[Work request]:
Transcribe exactly the first line of the listing below and each line that follows it, ending with the line that contains "the dataset layer.", and omit the remainder.

[Supplied material]:
▽

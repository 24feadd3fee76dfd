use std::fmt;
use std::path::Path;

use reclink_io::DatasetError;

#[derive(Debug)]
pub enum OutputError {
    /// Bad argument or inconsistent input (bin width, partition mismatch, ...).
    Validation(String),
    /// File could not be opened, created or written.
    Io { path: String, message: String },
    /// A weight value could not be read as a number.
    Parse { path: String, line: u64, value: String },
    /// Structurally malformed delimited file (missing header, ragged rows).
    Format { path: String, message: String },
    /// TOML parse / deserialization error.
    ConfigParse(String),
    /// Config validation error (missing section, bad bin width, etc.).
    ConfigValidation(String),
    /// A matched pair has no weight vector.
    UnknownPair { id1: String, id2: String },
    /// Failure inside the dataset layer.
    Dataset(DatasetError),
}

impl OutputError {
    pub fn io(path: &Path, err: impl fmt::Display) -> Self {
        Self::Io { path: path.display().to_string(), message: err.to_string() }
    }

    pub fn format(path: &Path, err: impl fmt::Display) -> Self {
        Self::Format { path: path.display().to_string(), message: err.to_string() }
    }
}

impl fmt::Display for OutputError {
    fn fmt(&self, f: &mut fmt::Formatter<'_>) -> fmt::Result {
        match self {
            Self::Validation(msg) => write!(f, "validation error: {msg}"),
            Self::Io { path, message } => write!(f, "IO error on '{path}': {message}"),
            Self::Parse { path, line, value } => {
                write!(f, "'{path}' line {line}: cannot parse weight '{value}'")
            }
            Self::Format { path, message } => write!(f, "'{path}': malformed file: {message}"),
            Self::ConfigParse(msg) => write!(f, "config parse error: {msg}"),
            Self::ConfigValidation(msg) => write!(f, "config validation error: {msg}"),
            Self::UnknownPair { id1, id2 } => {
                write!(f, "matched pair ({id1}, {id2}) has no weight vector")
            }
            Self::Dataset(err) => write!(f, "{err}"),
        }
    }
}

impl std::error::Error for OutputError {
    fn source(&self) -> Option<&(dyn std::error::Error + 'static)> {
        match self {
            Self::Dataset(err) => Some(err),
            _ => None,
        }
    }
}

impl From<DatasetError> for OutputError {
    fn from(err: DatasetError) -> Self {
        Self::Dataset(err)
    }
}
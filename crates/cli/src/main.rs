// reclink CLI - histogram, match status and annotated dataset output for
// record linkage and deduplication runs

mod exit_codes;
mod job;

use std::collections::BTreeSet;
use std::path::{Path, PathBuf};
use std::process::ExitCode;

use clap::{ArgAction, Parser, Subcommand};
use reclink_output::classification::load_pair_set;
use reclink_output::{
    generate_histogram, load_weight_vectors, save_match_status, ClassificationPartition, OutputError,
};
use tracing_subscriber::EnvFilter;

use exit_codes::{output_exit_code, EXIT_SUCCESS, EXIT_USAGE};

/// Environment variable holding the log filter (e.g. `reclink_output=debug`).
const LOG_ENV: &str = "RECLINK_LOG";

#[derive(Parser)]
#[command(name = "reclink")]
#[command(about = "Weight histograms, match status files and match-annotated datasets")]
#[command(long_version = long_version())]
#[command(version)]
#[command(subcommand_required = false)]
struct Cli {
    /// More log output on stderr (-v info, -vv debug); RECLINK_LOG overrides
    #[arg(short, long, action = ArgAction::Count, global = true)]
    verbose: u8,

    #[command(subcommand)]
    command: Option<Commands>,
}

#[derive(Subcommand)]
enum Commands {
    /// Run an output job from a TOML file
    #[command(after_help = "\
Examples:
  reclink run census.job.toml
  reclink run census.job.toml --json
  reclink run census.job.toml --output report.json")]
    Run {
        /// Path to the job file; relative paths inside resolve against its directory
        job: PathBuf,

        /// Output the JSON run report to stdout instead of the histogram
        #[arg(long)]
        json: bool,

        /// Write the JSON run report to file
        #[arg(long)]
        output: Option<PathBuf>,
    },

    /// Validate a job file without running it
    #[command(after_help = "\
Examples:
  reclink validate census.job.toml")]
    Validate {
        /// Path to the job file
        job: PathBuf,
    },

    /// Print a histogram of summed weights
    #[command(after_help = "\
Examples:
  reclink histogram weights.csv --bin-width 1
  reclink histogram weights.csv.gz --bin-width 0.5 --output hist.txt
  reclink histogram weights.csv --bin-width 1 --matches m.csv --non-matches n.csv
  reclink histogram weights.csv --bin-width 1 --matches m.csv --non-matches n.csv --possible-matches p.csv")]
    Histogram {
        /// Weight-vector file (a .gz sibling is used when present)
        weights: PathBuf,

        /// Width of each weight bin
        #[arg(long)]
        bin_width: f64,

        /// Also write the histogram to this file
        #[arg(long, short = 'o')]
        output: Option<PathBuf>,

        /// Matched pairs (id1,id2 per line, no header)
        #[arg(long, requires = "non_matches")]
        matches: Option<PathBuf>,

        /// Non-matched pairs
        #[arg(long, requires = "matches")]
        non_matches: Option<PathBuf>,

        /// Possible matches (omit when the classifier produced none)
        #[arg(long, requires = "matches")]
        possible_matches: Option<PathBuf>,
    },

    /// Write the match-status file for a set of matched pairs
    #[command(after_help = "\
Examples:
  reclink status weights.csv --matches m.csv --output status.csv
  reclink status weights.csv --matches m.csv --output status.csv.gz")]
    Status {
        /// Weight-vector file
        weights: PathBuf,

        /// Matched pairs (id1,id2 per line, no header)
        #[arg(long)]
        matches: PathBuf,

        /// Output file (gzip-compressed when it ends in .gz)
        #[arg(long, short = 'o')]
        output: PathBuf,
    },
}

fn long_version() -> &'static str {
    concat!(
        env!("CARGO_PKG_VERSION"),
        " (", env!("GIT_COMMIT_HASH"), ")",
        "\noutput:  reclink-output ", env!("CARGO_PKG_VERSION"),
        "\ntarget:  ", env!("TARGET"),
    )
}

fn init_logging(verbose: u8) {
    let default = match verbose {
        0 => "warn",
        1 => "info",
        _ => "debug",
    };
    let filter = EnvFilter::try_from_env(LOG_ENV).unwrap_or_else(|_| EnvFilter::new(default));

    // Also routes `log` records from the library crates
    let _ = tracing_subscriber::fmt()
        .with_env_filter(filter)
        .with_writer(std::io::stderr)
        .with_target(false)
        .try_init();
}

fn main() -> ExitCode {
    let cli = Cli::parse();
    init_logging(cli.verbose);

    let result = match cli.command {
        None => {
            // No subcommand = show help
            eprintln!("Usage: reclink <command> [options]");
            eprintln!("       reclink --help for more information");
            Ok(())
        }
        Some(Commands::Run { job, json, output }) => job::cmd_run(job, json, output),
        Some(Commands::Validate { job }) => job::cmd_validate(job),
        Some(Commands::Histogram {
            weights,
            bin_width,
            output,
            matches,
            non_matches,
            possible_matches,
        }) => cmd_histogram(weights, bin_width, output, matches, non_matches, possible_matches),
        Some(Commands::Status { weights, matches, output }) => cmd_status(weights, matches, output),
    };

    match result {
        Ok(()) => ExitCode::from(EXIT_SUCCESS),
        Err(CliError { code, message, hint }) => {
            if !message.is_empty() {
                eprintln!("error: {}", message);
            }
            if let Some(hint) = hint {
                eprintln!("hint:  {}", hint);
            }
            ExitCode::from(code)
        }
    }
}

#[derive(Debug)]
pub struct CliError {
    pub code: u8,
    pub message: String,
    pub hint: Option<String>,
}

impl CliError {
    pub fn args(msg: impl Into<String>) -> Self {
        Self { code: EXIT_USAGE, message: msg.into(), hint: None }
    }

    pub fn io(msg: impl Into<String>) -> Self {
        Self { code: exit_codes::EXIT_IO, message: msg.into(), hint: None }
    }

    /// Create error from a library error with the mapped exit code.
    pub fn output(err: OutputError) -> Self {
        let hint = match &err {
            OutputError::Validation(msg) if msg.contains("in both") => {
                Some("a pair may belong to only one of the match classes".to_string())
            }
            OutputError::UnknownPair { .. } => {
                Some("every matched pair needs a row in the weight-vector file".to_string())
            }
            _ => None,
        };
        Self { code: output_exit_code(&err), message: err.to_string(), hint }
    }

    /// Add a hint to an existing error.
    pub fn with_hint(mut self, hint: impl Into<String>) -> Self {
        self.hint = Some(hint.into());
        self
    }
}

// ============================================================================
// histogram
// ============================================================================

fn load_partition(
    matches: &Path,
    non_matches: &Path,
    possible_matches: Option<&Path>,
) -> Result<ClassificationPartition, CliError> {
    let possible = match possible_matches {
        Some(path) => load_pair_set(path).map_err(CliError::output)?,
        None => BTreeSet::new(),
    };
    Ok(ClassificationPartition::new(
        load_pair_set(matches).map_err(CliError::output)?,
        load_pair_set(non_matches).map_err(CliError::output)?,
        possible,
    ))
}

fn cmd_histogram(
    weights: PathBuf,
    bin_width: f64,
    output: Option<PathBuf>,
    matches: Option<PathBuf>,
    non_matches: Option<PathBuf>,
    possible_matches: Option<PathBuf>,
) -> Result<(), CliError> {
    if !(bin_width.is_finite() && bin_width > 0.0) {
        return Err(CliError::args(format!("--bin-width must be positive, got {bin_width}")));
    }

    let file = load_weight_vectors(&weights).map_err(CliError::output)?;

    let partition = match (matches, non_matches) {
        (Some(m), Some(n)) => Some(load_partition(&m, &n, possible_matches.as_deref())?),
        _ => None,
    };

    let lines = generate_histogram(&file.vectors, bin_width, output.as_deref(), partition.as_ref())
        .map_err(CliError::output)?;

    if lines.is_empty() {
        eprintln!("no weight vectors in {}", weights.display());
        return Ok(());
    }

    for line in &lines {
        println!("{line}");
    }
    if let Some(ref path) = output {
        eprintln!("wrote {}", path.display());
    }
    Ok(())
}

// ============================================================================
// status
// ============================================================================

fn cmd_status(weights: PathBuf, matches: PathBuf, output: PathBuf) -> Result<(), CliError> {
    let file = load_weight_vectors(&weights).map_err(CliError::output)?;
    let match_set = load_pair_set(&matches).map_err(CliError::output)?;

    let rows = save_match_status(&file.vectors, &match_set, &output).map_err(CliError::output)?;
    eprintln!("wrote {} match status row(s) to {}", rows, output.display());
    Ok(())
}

△

[Result for this exercise]:
repository 24feadd3fee76dfd
use std::fmt;
use std::path::Path;

use reclink_io::DatasetError;

#[derive(Debug)]
pub enum OutputError {
    /// Bad argument or inconsistent input (bin width, partition mismatch, ...).
    Validation(String),
    /// File could not be opened, created or written.
    Io { path: String, message: String },
    /// A weight value could not be read as a number.
    Parse { path: String, line: u64, value: String },
    /// Structurally malformed delimited file (missing header, ragged rows).
    Format { path: String, message: String },
    /// TOML parse / deserialization error.
    ConfigParse(String),
    /// Config validation error (missing section, bad bin width, etc.).
    ConfigValidation(String),
    /// A matched pair has no weight vector.
    UnknownPair { id1: String, id2: String },
    /// Failure inside the dataset layer.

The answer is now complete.